▸ Collected data:

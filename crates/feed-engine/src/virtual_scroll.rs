/// Number of rows the host must render for a sequence of `len` items.
pub fn rendered_len(len: usize) -> usize {
    len * 3
}

/// Row under the viewport for a raw scroll offset.
pub fn virtual_index(offset: f64, item_height: f64) -> i64 {
    (offset / item_height).round() as i64
}

/// Position in the real sequence for any virtual row, including negative ones.
pub fn real_index(virtual_index: i64, len: usize) -> usize {
    debug_assert!(len > 0);
    virtual_index.rem_euclid(len as i64) as usize
}

/// True when `virtual_index` has left the middle third far enough to snap back.
pub fn needs_recenter(virtual_index: i64, len: usize) -> bool {
    let v = virtual_index as f64;
    let n = len as f64;
    v < 0.5 * n || v > 2.5 * n
}

/// Offset of `real_index` inside the middle copy.
pub fn centered_offset(real_index: usize, len: usize, item_height: f64) -> f64 {
    item_height * (len + real_index) as f64
}

#[derive(Clone, Copy, Debug, PartialEq, Eq)]
pub enum ScrollDirection {
    Next,
    Prev,
}

/// Shorter way around the loop from `from` to `to`. Ties go forward.
fn wrapped_direction(from: usize, to: usize, len: usize) -> Option<ScrollDirection> {
    match (to + len - from) % len {
        0 => None,
        forward if forward * 2 <= len => Some(ScrollDirection::Next),
        _ => Some(ScrollDirection::Prev),
    }
}

/// Result of mapping one scroll offset.
#[derive(Clone, Copy, Debug, PartialEq)]
pub struct ScrollFrame {
    pub virtual_index: i64,
    pub real_index: usize,
    /// Direction of travel since the previous observed frame.
    pub direction: Option<ScrollDirection>,
    /// Offset the host must jump to, if this frame drifted out of the middle copy.
    pub recenter_to: Option<f64>,
}

#[derive(Clone, Copy, Debug, PartialEq)]
pub enum ScrollObservation {
    /// Nothing to scroll through.
    Empty,
    /// Echo of a rewrite we requested; carries no user intent.
    Suppressed,
    Frame(ScrollFrame),
}

/// Loops a finite sequence by rendering it three times and keeping the
/// viewport inside the middle copy. Frames that drift into an outer copy ask
/// the host to jump to the same row of the middle copy, and the echo of that
/// jump is swallowed.
#[derive(Clone, Debug)]
pub struct VirtualScroll {
    item_height: f64,
    /// Virtual row we asked the host to jump to and have not seen yet.
    snap_target: Option<i64>,
    last_virtual: Option<i64>,
}

impl VirtualScroll {
    pub fn new(item_height: f64) -> Self {
        Self {
            item_height,
            snap_target: None,
            last_virtual: None,
        }
    }

    pub fn item_height(&self) -> f64 {
        self.item_height
    }

    pub fn is_snap_pending(&self) -> bool {
        self.snap_target.is_some()
    }

    /// Request a jump to `real_index` in the middle copy. Returns the offset
    /// to apply, or `None` when there is nothing to show.
    pub fn recenter(&mut self, real_index: usize, len: usize) -> Option<f64> {
        if len == 0 {
            self.snap_target = None;
            self.last_virtual = None;
            return None;
        }
        let target = (len + real_index) as i64;
        self.snap_target = Some(target);
        self.last_virtual = Some(target);
        Some(centered_offset(real_index, len, self.item_height))
    }

    /// Ask for a jump while leaving the direction baseline on the row the
    /// user is actually on.
    fn request_snap(&mut self, real_index: usize, len: usize) -> f64 {
        self.snap_target = Some((len + real_index) as i64);
        centered_offset(real_index, len, self.item_height)
    }

    /// Map a scroll offset reported by the host.
    pub fn observe(&mut self, offset: f64, len: usize) -> ScrollObservation {
        if len == 0 {
            return ScrollObservation::Empty;
        }
        let v = virtual_index(offset, self.item_height);

        // One-shot: the first frame after a rewrite is consumed either way.
        let missed_snap = self.snap_target.take();
        if missed_snap == Some(v) {
            self.last_virtual = Some(v);
            return ScrollObservation::Suppressed;
        }

        let real = real_index(v, len);
        let direction = match (self.last_virtual, missed_snap) {
            // The jump may or may not have landed, so raw rows are not comparable.
            (Some(last), Some(_)) => wrapped_direction(real_index(last, len), real, len),
            (Some(last), None) if v > last => Some(ScrollDirection::Next),
            (Some(last), None) if v < last => Some(ScrollDirection::Prev),
            _ => None,
        };

        self.last_virtual = Some(v);
        let recenter_to = needs_recenter(v, len).then(|| self.request_snap(real, len));

        ScrollObservation::Frame(ScrollFrame {
            virtual_index: v,
            real_index: real,
            direction,
            recenter_to,
        })
    }
}
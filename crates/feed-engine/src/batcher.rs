use std::sync::Arc;

use tracing::{debug, warn};

use feed_core::backend::FeedBackend;
use feed_core::errors::BackendError;
use feed_core::event::FeedEvent;
use feed_telemetry::MetricsRecorder;

/// FIFO queue of telemetry events with size-triggered delivery.
///
/// Delivery is at-least-once: a batch leaves the queue only after the
/// collector accepted it. A failed flush keeps every event in place, so the
/// next flush retries the same events ahead of anything recorded since.
pub struct EventBatcher {
    backend: Arc<dyn FeedBackend>,
    queue: Vec<FeedEvent>,
    threshold: usize,
    metrics: Option<Arc<MetricsRecorder>>,
}

impl EventBatcher {
    pub fn new(backend: Arc<dyn FeedBackend>, threshold: usize) -> Self {
        Self {
            backend,
            queue: Vec::new(),
            threshold: threshold.max(1),
            metrics: None,
        }
    }

    pub fn with_metrics(mut self, metrics: Option<Arc<MetricsRecorder>>) -> Self {
        self.set_metrics(metrics);
        self
    }

    pub fn set_metrics(&mut self, metrics: Option<Arc<MetricsRecorder>>) {
        self.metrics = metrics;
    }

    pub fn pending(&self) -> &[FeedEvent] {
        &self.queue
    }

    pub fn len(&self) -> usize {
        self.queue.len()
    }

    pub fn is_empty(&self) -> bool {
        self.queue.is_empty()
    }

    /// Queue `event`; flush once the queue reaches the threshold.
    pub async fn record(&mut self, event: FeedEvent) {
        debug!(
            event_type = event.event_type.as_str(),
            ad_id = %event.ad_id,
            position = event.position_index,
            "event recorded"
        );
        self.queue.push(event);
        self.report_pending();
        if self.queue.len() >= self.threshold {
            // Failure is already logged and the queue kept; the next
            // record or explicit flush retries.
            let _ = self.flush().await;
        }
    }

    /// Send the whole queue as one batch. Returns how many events were delivered.
    pub async fn flush(&mut self) -> Result<usize, BackendError> {
        if self.queue.is_empty() {
            return Ok(0);
        }
        let count = self.queue.len();
        match self.backend.send_events(&self.queue).await {
            Ok(()) => {
                self.queue.drain(..count);
                self.report_pending();
                debug!(count, "events flushed");
                if let Some(m) = &self.metrics {
                    m.counter_inc("feed.events.flushed", &[], count as u64);
                }
                Ok(count)
            }
            Err(e) => {
                warn!(count, error = %e, kind = e.error_kind(), "event flush failed, keeping queue");
                if let Some(m) = &self.metrics {
                    m.counter_inc("feed.events.flush_failed", &[("kind", e.error_kind())], 1);
                }
                Err(e)
            }
        }
    }

    /// Put previously undelivered events back at the head of the queue.
    pub fn restore(&mut self, mut events: Vec<FeedEvent>) {
        if events.is_empty() {
            return;
        }
        events.append(&mut self.queue);
        self.queue = events;
        self.report_pending();
    }

    /// Hand the queue over, leaving it empty.
    pub fn take_pending(&mut self) -> Vec<FeedEvent> {
        let taken = std::mem::take(&mut self.queue);
        self.report_pending();
        taken
    }

    fn report_pending(&self) {
        if let Some(m) = &self.metrics {
            m.gauge_set("feed.events.pending", &[], self.queue.len() as f64);
        }
    }
}
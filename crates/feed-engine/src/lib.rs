pub mod batcher;
pub mod debounce;
pub mod error;
pub mod optimistic;
pub mod pagination;
pub mod projector;
pub mod session;
pub mod virtual_scroll;

pub use batcher::EventBatcher;
pub use error::SessionError;
pub use optimistic::{FavoriteOverlay, PendingToggle, ToggleOutcome};
pub use pagination::{FetchKind, FetchTicket, PageOutcome, PaginationController};
pub use projector::{project, Projection};
pub use session::{
    DisposeReport, FeedSession, LoadMode, LoadOutcome, ScrollResponse, SessionSnapshot,
    SessionState, SessionUpdate,
};
pub use virtual_scroll::{ScrollDirection, ScrollFrame, ScrollObservation, VirtualScroll};
//! # Ls Command Implementation
//!
//! Implements the `ls` subcommand, which lists the virtual files (or
//! directories) the mounts expose, exactly as the `files` and `dirs` template
//! callables would see them.
//!
//! This command is read-only.

use anyhow::{Context, Result};
use clap::Args;
use std::sync::Arc;

use tmpl::filesystem::OsFileSystem;
use tmpl::overlay::MountSet;

/// List the files or directories visible through the mounts
#[derive(Args, Debug)]
pub struct LsArgs {
    /// Mount a source at a virtual path (SOURCE:TARGET). Repeatable; earlier
    /// mounts take precedence over later ones.
    #[arg(short, long = "mount", value_name = "SOURCE:TARGET", required = true)]
    pub mounts: Vec<String>,

    /// List directories instead of files
    #[arg(short, long)]
    pub dirs: bool,

    /// Show only the number of matching entries
    #[arg(long)]
    pub count: bool,

    /// Glob pattern over virtual paths; `*` never crosses a `/`
    #[arg(value_name = "PATTERN", default_value = "/**/*")]
    pub pattern: String,
}

/// Execute the `ls` command.
pub fn execute(args: LsArgs) -> Result<()> {
    let mounts = MountSet::new(Arc::new(OsFileSystem::new()), args.mounts.as_slice())
        .context("failed to mount sources")?;

    let entries = if args.dirs {
        mounts.directories(&args.pattern)
    } else {
        mounts.files(&args.pattern)
    }
    .with_context(|| format!("invalid pattern '{}'", args.pattern))?;

    if args.count {
        println!("{}", entries.len());
        return Ok(());
    }

    for entry in &entries {
        println!("{}", entry);
    }
    Ok(())
}
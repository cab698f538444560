//! CLI argument parsing and command dispatch

use anyhow::Result;
use clap::{Parser, Subcommand};
use log::LevelFilter;

use crate::commands;

/// tmpl - Generate files from templates over a layered virtual filesystem
#[derive(Parser, Debug)]
#[command(name = "tmpl")]
#[command(version, about, long_about = None)]
pub struct Cli {
    /// Subcommand to execute
    #[command(subcommand)]
    command: Commands,

    /// Set log level (off, error, warn, info, debug, trace)
    #[arg(long, global = true, value_name = "LEVEL", default_value = "warn")]
    log_level: LevelFilter,
}

#[derive(Subcommand, Debug)]
enum Commands {
    /// Render a template through the mounted filesystem into a file
    #[command(visible_alias = "g")]
    Generate(commands::generate::GenerateArgs),

    /// List the files or directories visible through the mounts
    Ls(commands::ls::LsArgs),

    /// Generate shell completion scripts
    Completions(commands::completions::CompletionsArgs),
}

impl Cli {
    /// Execute the CLI command
    pub fn execute(self) -> Result<()> {
        init_logging(self.log_level);

        match self.command {
            Commands::Generate(args) => commands::generate::execute(args),
            Commands::Ls(args) => commands::ls::execute(args),
            Commands::Completions(args) => commands::completions::execute(args),
        }
    }
}

/// Initialise `env_logger` at `level`; `RUST_LOG` takes over when set.
fn init_logging(level: LevelFilter) {
    let mut builder = env_logger::Builder::new();
    builder.filter_level(level);
    if let Ok(filters) = std::env::var("RUST_LOG") {
        builder.parse_filters(&filters);
    }
    // A logger may already be installed when running under a test harness.
    let _ = builder.try_init();
}
//! Deep merge of configuration values
//!
//! Configuration documents are merged left to right. Mappings merge key by
//! key, recursively; every other collision is won by the later document, and
//! a mapping colliding with a non-mapping is replaced wholesale.
//!
//! ## Example
//!
//! ```
//! use serde_json::json;
//! use tmpl::merge::merge;
//!
//! let merged = merge(json!({"a": {"x": 1}}), json!({"a": {"y": 2}}));
//! assert_eq!(merged, json!({"a": {"x": 1, "y": 2}}));
//!
//! let replaced = merge(json!({"a": {"x": 1}}), json!({"a": [1, 2]}));
//! assert_eq!(replaced, json!({"a": [1, 2]}));
//! ```

use log::debug;
use serde_json::Value;

/// Merge `overlay` on top of `base` and return the result.
pub fn merge(mut base: Value, overlay: Value) -> Value {
    merge_values(&mut base, overlay, "");
    base
}

/// Recursively merge `source` into `target` in place.
///
/// `path` is the dotted key path of `target`, used for logging only.
pub fn merge_values(target: &mut Value, source: Value, path: &str) {
    match (target, source) {
        (Value::Object(target_map), Value::Object(source_map)) => {
            for (key, value) in source_map {
                let key_path = if path.is_empty() {
                    key.clone()
                } else {
                    format!("{}.{}", path, key)
                };

                match target_map.get_mut(&key) {
                    Some(existing) => merge_values(existing, value, &key_path),
                    None => {
                        target_map.insert(key, value);
                    }
                }
            }
        }
        (target, source) => {
            if target.is_object() {
                debug!(
                    "Replacing mapping at '{}' with {}",
                    path,
                    type_name(&source)
                );
            }
            *target = source;
        }
    }
}

/// Human-readable name of a value's type.
fn type_name(value: &Value) -> &'static str {
    match value {
        Value::Null => "null",
        Value::Bool(_) => "bool",
        Value::Number(_) => "number",
        Value::String(_) => "string",
        Value::Array(_) => "list",
        Value::Object(_) => "mapping",
    }
}
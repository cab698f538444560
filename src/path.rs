//! Path manipulation utilities for tmpl
//!
//! Two kinds of paths flow through the crate:
//!
//! - **Virtual paths** are `/`-separated strings in the unified namespace that
//!   templates see. They are independent of the host platform.
//! - **Real paths** are host filesystem paths (`PathBuf`) backing a mount.
//!
//! Both are cleaned lexically; no symlinks are resolved.

use std::path::{Component, Path, PathBuf};

use glob::{MatchOptions, Pattern};

use crate::error::Result;

/// Separator used by virtual paths.
pub const SEPARATOR: char = '/';

/// Glob options shared by every virtual path query: wildcards never match a
/// separator, so `/target/*` only lists direct children of `/target`.
const MATCH_OPTIONS: MatchOptions = MatchOptions {
    case_sensitive: true,
    require_literal_separator: true,
    require_literal_leading_dot: false,
};

/// Returns true if the virtual path is absolute.
pub fn is_absolute(path: &str) -> bool {
    path.starts_with(SEPARATOR)
}

/// Lexically clean a virtual path.
///
/// Collapses repeated separators, removes `.` segments and resolves `..`
/// against the preceding segment. `..` at the root of an absolute path is
/// dropped. An empty result becomes `.` (or `/` for absolute paths).
pub fn clean(path: &str) -> String {
    if path.is_empty() {
        return ".".to_string();
    }

    let rooted = is_absolute(path);
    let mut segments: Vec<&str> = Vec::new();
    for segment in path.split(SEPARATOR) {
        match segment {
            "" | "." => {}
            ".." => {
                if segments.last().is_some_and(|last| *last != "..") {
                    segments.pop();
                } else if !rooted {
                    segments.push("..");
                }
            }
            other => segments.push(other),
        }
    }

    let joined = segments.join("/");
    if rooted {
        format!("/{}", joined)
    } else if joined.is_empty() {
        ".".to_string()
    } else {
        joined
    }
}

/// Join a virtual path onto a base and clean the result.
pub fn join(base: &str, path: &str) -> String {
    if base.is_empty() {
        return clean(path);
    }
    clean(&format!("{}/{}", base, path))
}

/// The directory portion of a virtual path, cleaned.
pub fn parent(path: &str) -> String {
    match path.rfind(SEPARATOR) {
        Some(0) => "/".to_string(),
        Some(idx) => clean(&path[..idx]),
        None => ".".to_string(),
    }
}

/// Strip `root` from the front of a virtual path at a segment boundary.
///
/// Returns the remainder without a leading separator, or `None` if `path` is
/// not `root` itself or a descendant of it.
pub fn strip_root<'a>(path: &'a str, root: &str) -> Option<&'a str> {
    if path == root {
        return Some("");
    }
    if root == "/" {
        return path.strip_prefix(SEPARATOR);
    }
    path.strip_prefix(root)?.strip_prefix(SEPARATOR)
}

/// Returns true if the string ends with a path separator.
///
/// Mount specs use a trailing separator to express directory intent.
pub fn has_trailing_separator(path: &str) -> bool {
    path.chars().last().is_some_and(std::path::is_separator)
}

/// Make a real path absolute against the working directory and clean it.
pub fn absolutize(path: &Path) -> Result<PathBuf> {
    let path = if path.is_absolute() {
        path.to_path_buf()
    } else {
        std::env::current_dir()?.join(path)
    };
    Ok(clean_real(&path))
}

/// Lexically clean a real path, resolving `.` and `..` components.
pub fn clean_real(path: &Path) -> PathBuf {
    let mut cleaned = PathBuf::new();
    for component in path.components() {
        match component {
            Component::CurDir => {}
            Component::ParentDir => {
                let at_root = cleaned.has_root() && cleaned.parent().is_none();
                if !at_root && !cleaned.pop() {
                    cleaned.push(component);
                }
            }
            other => cleaned.push(other),
        }
    }
    if cleaned.as_os_str().is_empty() {
        cleaned.push(".");
    }
    cleaned
}

/// Compile a glob pattern for matching virtual paths.
pub fn compile_glob(pattern: &str) -> Result<Pattern> {
    Ok(Pattern::new(pattern)?)
}

/// Match a virtual path against a compiled glob pattern.
pub fn glob_matches(pattern: &Pattern, path: &str) -> bool {
    pattern.matches_with(path, MATCH_OPTIONS)
}

/// Match a virtual path against a glob pattern
pub fn glob_match(pattern: &str, path: &str) -> Result<bool> {
    Ok(glob_matches(&compile_glob(pattern)?, path))
}
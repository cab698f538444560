//! # CLI Command Implementations
//!
//! Each subcommand of the `tmpl` tool lives in its own file and contains:
//! - An `Args` struct defining the command's arguments, derived using `clap`.
//! - An `execute` function taking the parsed `Args` and calling into the
//!   `tmpl` library.

pub mod completions;
pub mod generate;
pub mod ls;
//! The ordered stack of mounts presenting one virtual namespace.

use std::sync::Arc;

use log::debug;

use super::mount::{Mount, Shadow};
use crate::error::{Error, Result};
use crate::filesystem::FileSystem;
use crate::path;

/// An ordered stack of mounts.
///
/// Mounts are held in precedence order: the mount declared first is consulted
/// first and wins every conflict. Precedence and shadowing are evaluated per
/// query, because each glob pattern can touch a different set of mounts.
#[derive(Debug, Clone)]
pub struct MountSet {
    fs: Arc<dyn FileSystem>,
    mounts: Vec<Mount>,
}

impl MountSet {
    /// Build every mount in declaration order. The first failure aborts.
    pub fn new<S: AsRef<str>>(fs: Arc<dyn FileSystem>, specs: &[S]) -> Result<Self> {
        let mounts = specs
            .iter()
            .map(|spec| Mount::new(fs.as_ref(), spec.as_ref()))
            .collect::<Result<Vec<_>>>()?;

        debug!("Built mount set with {} mounts", mounts.len());
        Ok(Self { fs, mounts })
    }

    /// The filesystem the mounts read from.
    pub fn filesystem(&self) -> &Arc<dyn FileSystem> {
        &self.fs
    }

    /// Mounts in precedence order, highest first.
    pub fn iter(&self) -> impl Iterator<Item = &Mount> {
        self.mounts.iter()
    }

    pub fn len(&self) -> usize {
        self.mounts.len()
    }

    pub fn is_empty(&self) -> bool {
        self.mounts.is_empty()
    }

    /// Virtual directories matching `pattern` across all mounts.
    ///
    /// With more than one mount the result is sorted and a directory exposed
    /// by several mounts is reported once.
    pub fn directories(&self, pattern: &str) -> Result<Vec<String>> {
        self.collect(pattern, Mount::dirs)
    }

    /// Virtual files matching `pattern` across all mounts, sorted and
    /// deduplicated like [`MountSet::directories`].
    pub fn files(&self, pattern: &str) -> Result<Vec<String>> {
        self.collect(pattern, Mount::files)
    }

    fn collect(
        &self,
        pattern: &str,
        list: impl Fn(&Mount, &glob::Pattern, &mut Vec<String>, &[Shadow]),
    ) -> Result<Vec<String>> {
        let pattern = path::compile_glob(pattern)?;

        let mut matches = Vec::new();
        let mut shadows = Vec::with_capacity(self.mounts.len());
        for mount in &self.mounts {
            list(mount, &pattern, &mut matches, &shadows);
            shadows.push(mount.shadow());
        }

        // Contributions from several mounts arrive unordered, and mounts
        // sharing a root directory each report it.
        if self.mounts.len() > 1 {
            matches.sort();
            matches.dedup();
        }

        Ok(matches)
    }

    /// Returns true if any mount exposes the virtual file `target`.
    pub fn contains_file(&self, target: &str) -> bool {
        self.mounts.iter().any(|mount| mount.contains_file(target))
    }

    /// Read a virtual file from the highest-precedence mount exposing it.
    pub fn read_file(&self, target: &str) -> Result<Vec<u8>> {
        for mount in &self.mounts {
            if mount.contains_file(target) {
                return mount.read(self.fs.as_ref(), target);
            }
        }

        Err(Error::NotFound {
            path: target.to_string(),
        })
    }

    /// Read a virtual file as UTF-8 text.
    pub fn read_to_string(&self, target: &str) -> Result<String> {
        let bytes = self.read_file(target)?;
        String::from_utf8(bytes).map_err(|e| {
            Error::Io(std::io::Error::new(
                std::io::ErrorKind::InvalidData,
                format!("{}: {}", target, e),
            ))
        })
    }
}
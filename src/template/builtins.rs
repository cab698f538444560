//! Callables bound to every template at compile time.

use std::collections::HashMap;

use serde_json::Value;
use tera::Tera;

use super::functions::string_arg;
use super::Callables;
use crate::path;

/// The compile-time callable table: `globFilter` and `require`.
#[derive(Debug, Clone, Copy, Default)]
pub struct Builtins;

impl Callables for Builtins {
    fn register(&self, tera: &mut Tera) {
        tera.register_filter("globFilter", glob_filter);
        tera.register_filter("require", require_filter);
        tera.register_function("require", require_function);
    }
}

/// Keep the strings of a list that match the glob `pattern` argument.
///
/// ```text
/// {{ files(pattern="/target/**/*") | globFilter(pattern="/target/docs/*") }}
/// ```
pub fn glob_filter(value: &Value, args: &HashMap<String, Value>) -> tera::Result<Value> {
    let pattern = string_arg(args, "globFilter", "pattern")?;
    let pattern = path::compile_glob(pattern).map_err(|e| tera::Error::msg(e.to_string()))?;

    let items = value.as_array().ok_or_else(|| {
        tera::Error::msg(format!("globFilter: expected a list, got {}", value))
    })?;

    let mut matched = Vec::new();
    for item in items {
        let candidate = item.as_str().ok_or_else(|| {
            tera::Error::msg(format!("globFilter: unsupported type: {}", item))
        })?;
        if path::glob_matches(&pattern, candidate) {
            matched.push(item.clone());
        }
    }

    Ok(Value::Array(matched))
}

/// Pass `value` through, failing if it is empty.
pub fn require_filter(value: &Value, _args: &HashMap<String, Value>) -> tera::Result<Value> {
    require(value)
}

/// `require(value=...)`: the function form of [`require_filter`].
pub fn require_function(args: &HashMap<String, Value>) -> tera::Result<Value> {
    match args.get("value") {
        Some(value) => require(value),
        None => Err(tera::Error::msg("require: missing argument 'value'")),
    }
}

fn require(value: &Value) -> tera::Result<Value> {
    if is_zero(value) {
        Err(tera::Error::msg("zero value is not allowed"))
    } else {
        Ok(value.clone())
    }
}

/// Returns true for `null`, `false`, `0`, `""`, `[]` and `{}`.
pub fn is_zero(value: &Value) -> bool {
    match value {
        Value::Null => true,
        Value::Bool(b) => !b,
        Value::Number(n) => n.as_f64() == Some(0.0),
        Value::String(s) => s.is_empty(),
        Value::Array(items) => items.is_empty(),
        Value::Object(map) => map.is_empty(),
    }
}

#[cfg(test)]
mod tests {
    use super::*;
    use crate::template::{CompiledTemplate, Options};
    use serde_json::json;

    fn args(pattern: &str) -> HashMap<String, Value> {
        HashMap::from([("pattern".to_string(), json!(pattern))])
    }

    #[test]
    fn test_glob_filter() {
        let files = json!(["/t/a.md", "/t/b.txt", "/t/docs/c.md"]);
        assert_eq!(
            glob_filter(&files, &args("/t/*.md")).unwrap(),
            json!(["/t/a.md"])
        );
        assert_eq!(
            glob_filter(&files, &args("/t/**/*.md")).unwrap(),
            json!(["/t/a.md", "/t/docs/c.md"])
        );
    }

    #[test]
    fn test_glob_filter_errors() {
        assert!(glob_filter(&json!(["/a"]), &args("[")).is_err());
        assert!(glob_filter(&json!("/a"), &args("/*")).is_err());
        assert!(glob_filter(&json!(["/a"]), &HashMap::new()).is_err());

        let err = glob_filter(&json!(["/a", 1]), &args("/*")).unwrap_err();
        assert!(err.to_string().contains("unsupported type"), "{}", err);
    }

    #[test]
    fn test_is_zero() {
        for zero in [json!(null), json!(false), json!(0), json!(0.0), json!(""), json!([]), json!({})] {
            assert!(is_zero(&zero), "{}", zero);
        }
        for value in [json!(true), json!(1), json!("x"), json!([0]), json!({"a": null})] {
            assert!(!is_zero(&value), "{}", value);
        }
    }

    #[test]
    fn test_require_in_template() {
        let compiled = CompiledTemplate::compile(
            "/t/a",
            "{{ Name | require }}/{{ require(value=Version) }}",
            &Builtins,
            &Options::default(),
        )
        .unwrap();

        assert_eq!(
            compiled
                .render(&Builtins, &json!({"Name": "tmpl", "Version": 2}))
                .unwrap(),
            "tmpl/2"
        );

        let err = compiled
            .render(&Builtins, &json!({"Name": "", "Version": 2}))
            .unwrap_err();
        assert!(err.to_string().contains("zero value is not allowed"), "{}", err);
    }

    #[test]
    fn test_glob_filter_in_template() {
        let compiled = CompiledTemplate::compile(
            "/t/a",
            "{% set items = [\"/t/a.md\", \"/t/b.txt\"] %}{{ items | globFilter(pattern=\"/t/*.md\") | join(sep=\",\") }}",
            &Builtins,
            &Options::default(),
        )
        .unwrap();

        assert_eq!(compiled.render(&Builtins, &json!({})).unwrap(), "/t/a.md");
    }
}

▸ Exercise objective:
Search the entries above for "intent". Show every line that has it.

▸ Expected output:
    /// Echo of a rewrite we requested; carries no user intent.
/// Mount specs use a trailing separator to express directory intent.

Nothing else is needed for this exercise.